[Input data — start]

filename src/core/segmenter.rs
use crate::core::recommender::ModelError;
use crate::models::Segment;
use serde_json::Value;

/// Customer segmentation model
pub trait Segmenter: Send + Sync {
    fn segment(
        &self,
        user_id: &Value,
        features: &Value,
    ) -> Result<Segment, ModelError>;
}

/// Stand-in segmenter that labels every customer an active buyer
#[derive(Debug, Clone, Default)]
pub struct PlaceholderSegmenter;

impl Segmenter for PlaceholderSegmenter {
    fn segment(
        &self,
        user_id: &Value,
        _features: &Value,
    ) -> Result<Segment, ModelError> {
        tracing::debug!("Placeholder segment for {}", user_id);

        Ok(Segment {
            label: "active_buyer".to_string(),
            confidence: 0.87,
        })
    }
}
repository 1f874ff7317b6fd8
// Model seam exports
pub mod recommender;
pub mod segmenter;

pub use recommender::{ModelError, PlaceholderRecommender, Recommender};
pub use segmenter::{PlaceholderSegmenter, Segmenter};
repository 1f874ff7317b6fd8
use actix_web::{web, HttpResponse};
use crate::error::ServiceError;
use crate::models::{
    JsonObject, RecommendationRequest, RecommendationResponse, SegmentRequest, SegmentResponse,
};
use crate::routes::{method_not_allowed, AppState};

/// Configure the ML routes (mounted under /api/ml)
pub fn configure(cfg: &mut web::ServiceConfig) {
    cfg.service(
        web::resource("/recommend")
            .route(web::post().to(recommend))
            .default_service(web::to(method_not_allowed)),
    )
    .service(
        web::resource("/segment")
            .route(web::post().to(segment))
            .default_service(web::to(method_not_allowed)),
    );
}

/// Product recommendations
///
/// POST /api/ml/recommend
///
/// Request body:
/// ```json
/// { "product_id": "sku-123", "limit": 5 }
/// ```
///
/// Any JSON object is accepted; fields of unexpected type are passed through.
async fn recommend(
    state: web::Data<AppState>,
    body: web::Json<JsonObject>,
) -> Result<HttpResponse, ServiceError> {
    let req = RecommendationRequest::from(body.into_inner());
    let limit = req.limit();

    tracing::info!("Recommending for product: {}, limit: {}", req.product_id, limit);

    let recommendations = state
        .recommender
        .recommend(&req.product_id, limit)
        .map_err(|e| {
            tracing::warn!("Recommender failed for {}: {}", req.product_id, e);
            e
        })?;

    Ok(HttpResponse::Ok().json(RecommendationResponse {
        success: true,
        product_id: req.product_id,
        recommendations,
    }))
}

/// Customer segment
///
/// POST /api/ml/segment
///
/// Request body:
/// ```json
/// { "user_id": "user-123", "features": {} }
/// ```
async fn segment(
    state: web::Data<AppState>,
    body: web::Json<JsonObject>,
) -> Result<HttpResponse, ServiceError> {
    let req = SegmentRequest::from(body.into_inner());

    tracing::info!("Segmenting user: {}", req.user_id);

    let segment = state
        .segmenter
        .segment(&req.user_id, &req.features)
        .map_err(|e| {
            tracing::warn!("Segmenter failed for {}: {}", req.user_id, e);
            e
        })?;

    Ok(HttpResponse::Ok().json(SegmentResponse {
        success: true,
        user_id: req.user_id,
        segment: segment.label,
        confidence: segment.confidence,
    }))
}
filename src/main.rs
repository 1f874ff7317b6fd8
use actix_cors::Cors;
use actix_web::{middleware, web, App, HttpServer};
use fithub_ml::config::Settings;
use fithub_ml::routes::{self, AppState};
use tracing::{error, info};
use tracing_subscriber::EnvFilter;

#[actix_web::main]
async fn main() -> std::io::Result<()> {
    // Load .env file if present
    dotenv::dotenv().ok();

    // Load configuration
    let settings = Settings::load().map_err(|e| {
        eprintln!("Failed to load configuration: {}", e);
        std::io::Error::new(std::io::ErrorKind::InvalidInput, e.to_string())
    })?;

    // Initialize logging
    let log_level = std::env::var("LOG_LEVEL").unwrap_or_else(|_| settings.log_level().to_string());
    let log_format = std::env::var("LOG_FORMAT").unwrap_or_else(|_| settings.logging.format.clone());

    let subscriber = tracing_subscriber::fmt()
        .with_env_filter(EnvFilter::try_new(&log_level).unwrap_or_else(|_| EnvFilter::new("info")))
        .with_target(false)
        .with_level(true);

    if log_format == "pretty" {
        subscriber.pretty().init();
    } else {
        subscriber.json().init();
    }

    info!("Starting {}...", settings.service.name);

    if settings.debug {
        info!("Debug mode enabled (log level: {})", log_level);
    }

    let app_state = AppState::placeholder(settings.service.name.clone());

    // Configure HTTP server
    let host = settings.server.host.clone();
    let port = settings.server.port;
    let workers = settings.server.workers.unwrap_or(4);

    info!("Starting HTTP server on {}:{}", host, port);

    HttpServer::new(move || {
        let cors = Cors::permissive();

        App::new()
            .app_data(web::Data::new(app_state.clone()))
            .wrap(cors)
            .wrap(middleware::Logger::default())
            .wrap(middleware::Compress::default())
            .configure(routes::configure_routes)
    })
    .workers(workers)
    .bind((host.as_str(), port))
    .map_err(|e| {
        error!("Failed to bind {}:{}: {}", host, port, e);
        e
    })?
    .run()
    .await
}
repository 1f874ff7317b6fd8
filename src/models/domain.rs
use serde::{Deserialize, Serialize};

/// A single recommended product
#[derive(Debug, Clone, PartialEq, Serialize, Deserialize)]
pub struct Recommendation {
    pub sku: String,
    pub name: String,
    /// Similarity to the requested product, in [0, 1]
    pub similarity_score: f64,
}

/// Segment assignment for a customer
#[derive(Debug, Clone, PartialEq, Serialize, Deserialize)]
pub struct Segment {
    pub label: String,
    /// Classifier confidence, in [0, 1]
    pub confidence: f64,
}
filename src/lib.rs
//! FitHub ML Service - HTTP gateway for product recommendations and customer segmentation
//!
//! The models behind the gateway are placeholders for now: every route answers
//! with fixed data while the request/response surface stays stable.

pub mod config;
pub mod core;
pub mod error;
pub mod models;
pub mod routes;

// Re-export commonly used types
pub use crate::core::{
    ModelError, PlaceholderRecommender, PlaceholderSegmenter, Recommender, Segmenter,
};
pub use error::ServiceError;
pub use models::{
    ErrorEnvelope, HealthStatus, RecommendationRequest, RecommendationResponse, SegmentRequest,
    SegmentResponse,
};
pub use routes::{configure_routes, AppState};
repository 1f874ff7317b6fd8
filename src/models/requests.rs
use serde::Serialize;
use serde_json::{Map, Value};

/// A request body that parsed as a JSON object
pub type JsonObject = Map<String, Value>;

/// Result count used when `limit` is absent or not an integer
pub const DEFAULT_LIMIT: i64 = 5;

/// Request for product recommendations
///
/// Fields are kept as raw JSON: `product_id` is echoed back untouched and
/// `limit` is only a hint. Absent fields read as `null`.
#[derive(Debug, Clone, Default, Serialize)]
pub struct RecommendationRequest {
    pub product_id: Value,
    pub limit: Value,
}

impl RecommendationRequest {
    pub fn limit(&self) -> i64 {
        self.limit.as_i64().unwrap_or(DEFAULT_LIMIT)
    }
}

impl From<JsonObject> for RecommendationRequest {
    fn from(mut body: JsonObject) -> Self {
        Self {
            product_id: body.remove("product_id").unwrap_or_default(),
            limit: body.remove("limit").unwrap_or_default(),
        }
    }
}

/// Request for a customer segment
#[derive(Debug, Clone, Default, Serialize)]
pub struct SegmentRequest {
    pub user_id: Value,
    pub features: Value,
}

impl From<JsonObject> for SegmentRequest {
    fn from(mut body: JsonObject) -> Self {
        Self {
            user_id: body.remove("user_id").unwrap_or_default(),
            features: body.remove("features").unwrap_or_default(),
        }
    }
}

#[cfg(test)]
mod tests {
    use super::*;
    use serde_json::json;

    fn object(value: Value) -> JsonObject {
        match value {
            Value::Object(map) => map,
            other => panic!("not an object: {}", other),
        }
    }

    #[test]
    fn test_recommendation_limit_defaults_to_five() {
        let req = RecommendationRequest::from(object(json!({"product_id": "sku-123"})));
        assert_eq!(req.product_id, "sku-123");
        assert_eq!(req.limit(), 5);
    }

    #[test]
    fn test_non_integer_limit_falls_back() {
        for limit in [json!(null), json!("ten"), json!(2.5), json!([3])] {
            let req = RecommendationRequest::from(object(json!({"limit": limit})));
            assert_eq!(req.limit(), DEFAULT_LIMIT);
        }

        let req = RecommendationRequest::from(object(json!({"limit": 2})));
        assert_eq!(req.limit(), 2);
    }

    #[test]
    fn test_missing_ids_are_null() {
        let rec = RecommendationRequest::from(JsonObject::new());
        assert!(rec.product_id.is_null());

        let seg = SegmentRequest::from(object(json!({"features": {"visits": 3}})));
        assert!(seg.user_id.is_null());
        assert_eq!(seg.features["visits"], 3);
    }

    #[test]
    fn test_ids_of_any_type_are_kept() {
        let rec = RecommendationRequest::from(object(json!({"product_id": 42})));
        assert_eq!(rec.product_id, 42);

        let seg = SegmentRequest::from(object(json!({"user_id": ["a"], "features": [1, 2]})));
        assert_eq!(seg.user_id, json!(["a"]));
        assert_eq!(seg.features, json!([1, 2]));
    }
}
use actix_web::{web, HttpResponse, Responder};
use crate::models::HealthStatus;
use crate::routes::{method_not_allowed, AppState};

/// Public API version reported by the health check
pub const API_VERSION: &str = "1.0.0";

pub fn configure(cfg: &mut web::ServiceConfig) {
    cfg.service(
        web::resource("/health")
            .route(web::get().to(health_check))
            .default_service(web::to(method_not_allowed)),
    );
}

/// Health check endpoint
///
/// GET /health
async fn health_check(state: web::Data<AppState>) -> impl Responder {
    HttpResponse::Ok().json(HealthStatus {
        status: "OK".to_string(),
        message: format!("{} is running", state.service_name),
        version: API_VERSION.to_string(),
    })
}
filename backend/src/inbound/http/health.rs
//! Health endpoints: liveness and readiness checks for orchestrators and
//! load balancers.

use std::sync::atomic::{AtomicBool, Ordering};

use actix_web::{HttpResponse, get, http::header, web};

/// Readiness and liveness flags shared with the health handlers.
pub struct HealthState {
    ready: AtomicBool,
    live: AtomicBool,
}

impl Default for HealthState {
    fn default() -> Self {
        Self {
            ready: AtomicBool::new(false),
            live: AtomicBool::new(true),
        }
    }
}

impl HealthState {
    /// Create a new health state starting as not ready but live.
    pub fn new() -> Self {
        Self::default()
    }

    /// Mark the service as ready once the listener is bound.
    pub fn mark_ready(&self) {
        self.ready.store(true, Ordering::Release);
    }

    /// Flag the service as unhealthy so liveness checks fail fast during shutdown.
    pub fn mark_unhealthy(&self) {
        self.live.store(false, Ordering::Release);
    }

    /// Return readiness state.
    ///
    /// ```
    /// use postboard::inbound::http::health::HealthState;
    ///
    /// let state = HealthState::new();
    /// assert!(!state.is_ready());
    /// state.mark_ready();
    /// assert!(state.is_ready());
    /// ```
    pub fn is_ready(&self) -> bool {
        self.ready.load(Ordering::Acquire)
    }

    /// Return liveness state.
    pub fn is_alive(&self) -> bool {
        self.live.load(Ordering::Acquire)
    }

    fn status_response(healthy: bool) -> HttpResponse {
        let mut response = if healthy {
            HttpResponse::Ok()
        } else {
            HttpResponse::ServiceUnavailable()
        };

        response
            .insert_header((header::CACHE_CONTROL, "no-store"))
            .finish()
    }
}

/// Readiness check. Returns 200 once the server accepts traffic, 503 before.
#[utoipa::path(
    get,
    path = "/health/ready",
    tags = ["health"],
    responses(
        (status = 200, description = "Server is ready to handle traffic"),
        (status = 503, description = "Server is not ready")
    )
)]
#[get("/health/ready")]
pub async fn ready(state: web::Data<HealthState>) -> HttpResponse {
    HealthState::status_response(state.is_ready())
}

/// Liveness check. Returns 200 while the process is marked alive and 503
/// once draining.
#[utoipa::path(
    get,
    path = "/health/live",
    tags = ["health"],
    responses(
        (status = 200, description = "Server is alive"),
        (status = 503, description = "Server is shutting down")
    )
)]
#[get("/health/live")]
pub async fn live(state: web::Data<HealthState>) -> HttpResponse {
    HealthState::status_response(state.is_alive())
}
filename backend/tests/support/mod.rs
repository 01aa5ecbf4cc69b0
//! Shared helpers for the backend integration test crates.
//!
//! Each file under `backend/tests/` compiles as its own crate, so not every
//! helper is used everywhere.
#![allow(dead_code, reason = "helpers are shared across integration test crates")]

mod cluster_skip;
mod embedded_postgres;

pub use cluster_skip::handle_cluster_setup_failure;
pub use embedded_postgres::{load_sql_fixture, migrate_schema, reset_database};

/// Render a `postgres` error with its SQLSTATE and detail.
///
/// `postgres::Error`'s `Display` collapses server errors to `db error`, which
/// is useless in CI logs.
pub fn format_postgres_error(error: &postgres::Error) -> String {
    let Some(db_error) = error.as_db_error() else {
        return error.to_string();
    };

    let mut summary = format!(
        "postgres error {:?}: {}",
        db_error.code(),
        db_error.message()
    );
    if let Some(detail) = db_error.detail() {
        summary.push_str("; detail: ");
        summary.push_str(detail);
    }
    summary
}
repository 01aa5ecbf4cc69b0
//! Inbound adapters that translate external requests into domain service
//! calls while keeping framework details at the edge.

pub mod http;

[Input data — finish]

From the entries above, list each line with "checks" in it.

> _Output below_
//! Health endpoints: liveness and readiness checks for orchestrators and
    /// Flag the service as unhealthy so liveness checks fail fast during shutdown.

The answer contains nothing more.